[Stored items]
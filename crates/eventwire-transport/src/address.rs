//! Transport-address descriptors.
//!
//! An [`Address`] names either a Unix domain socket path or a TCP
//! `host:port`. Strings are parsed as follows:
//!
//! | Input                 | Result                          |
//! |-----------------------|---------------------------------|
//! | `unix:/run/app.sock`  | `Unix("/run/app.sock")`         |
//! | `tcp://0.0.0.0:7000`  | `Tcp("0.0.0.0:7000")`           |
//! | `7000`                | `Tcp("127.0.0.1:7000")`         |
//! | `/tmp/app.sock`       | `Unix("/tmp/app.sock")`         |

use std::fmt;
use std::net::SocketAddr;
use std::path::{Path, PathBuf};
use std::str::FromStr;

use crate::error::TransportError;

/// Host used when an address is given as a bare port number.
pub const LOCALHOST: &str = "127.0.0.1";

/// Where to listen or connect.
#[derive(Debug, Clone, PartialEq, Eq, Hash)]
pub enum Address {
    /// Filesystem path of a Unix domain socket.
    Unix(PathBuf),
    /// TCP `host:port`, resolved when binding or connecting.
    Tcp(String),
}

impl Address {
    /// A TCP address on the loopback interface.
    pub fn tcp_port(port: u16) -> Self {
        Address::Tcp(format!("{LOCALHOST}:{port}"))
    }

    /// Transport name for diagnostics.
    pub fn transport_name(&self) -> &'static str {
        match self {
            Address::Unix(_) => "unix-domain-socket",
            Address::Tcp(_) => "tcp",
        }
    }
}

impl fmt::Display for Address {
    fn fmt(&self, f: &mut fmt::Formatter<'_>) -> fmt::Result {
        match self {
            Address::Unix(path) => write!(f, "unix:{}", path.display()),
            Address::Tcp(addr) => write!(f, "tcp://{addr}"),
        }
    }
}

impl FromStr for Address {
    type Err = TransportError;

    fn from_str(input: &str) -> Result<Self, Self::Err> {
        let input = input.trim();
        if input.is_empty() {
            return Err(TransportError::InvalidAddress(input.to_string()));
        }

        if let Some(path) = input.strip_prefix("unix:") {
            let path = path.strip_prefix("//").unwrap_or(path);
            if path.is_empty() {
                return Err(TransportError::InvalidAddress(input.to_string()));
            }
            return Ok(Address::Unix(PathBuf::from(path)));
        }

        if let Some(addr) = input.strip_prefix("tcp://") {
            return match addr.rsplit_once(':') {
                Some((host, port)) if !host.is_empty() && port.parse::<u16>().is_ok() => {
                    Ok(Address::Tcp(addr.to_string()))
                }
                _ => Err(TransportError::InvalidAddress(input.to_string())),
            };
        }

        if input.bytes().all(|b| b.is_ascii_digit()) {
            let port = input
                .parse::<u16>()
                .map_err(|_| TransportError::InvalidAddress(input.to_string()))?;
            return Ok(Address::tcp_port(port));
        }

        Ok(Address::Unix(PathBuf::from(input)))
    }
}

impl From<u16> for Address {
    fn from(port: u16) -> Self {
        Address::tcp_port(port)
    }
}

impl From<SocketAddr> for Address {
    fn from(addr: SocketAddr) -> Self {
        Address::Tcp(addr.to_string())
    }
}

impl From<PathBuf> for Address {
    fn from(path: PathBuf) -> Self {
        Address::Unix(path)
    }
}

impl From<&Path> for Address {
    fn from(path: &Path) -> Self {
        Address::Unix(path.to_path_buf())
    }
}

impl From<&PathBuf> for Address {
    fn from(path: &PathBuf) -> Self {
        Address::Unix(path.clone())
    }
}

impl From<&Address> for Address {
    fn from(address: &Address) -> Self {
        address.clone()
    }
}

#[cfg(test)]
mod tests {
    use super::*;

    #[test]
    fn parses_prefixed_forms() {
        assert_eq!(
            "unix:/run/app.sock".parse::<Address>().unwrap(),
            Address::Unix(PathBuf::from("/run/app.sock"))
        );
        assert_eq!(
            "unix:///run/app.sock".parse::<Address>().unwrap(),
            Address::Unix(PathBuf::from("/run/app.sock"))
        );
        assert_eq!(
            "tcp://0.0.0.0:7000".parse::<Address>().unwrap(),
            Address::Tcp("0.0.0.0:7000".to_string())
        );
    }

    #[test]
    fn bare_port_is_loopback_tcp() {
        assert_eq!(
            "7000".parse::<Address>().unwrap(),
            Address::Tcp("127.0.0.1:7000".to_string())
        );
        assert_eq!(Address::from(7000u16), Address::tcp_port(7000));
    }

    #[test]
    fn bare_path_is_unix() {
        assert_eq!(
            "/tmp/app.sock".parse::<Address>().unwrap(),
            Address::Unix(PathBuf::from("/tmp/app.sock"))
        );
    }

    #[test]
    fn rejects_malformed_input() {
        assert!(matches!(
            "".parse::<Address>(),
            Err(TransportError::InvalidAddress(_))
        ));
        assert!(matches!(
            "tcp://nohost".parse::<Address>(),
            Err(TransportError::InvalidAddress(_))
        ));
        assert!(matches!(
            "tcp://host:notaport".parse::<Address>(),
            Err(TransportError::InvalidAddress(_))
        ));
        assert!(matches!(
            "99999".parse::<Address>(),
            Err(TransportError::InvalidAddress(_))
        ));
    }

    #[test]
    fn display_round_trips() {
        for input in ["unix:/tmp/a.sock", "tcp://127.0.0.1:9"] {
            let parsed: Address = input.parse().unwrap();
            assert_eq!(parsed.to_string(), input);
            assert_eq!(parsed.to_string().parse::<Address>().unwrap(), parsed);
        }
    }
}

### Task to complete
For the string "Some", filter the data and copy out each line where it occurs.

### Answer for the task
        if let Some(path) = input.strip_prefix("unix:") {
        if let Some(addr) = input.strip_prefix("tcp://") {
                Some((host, port)) if !host.is_empty() && port.parse::<u16>().is_ok() => {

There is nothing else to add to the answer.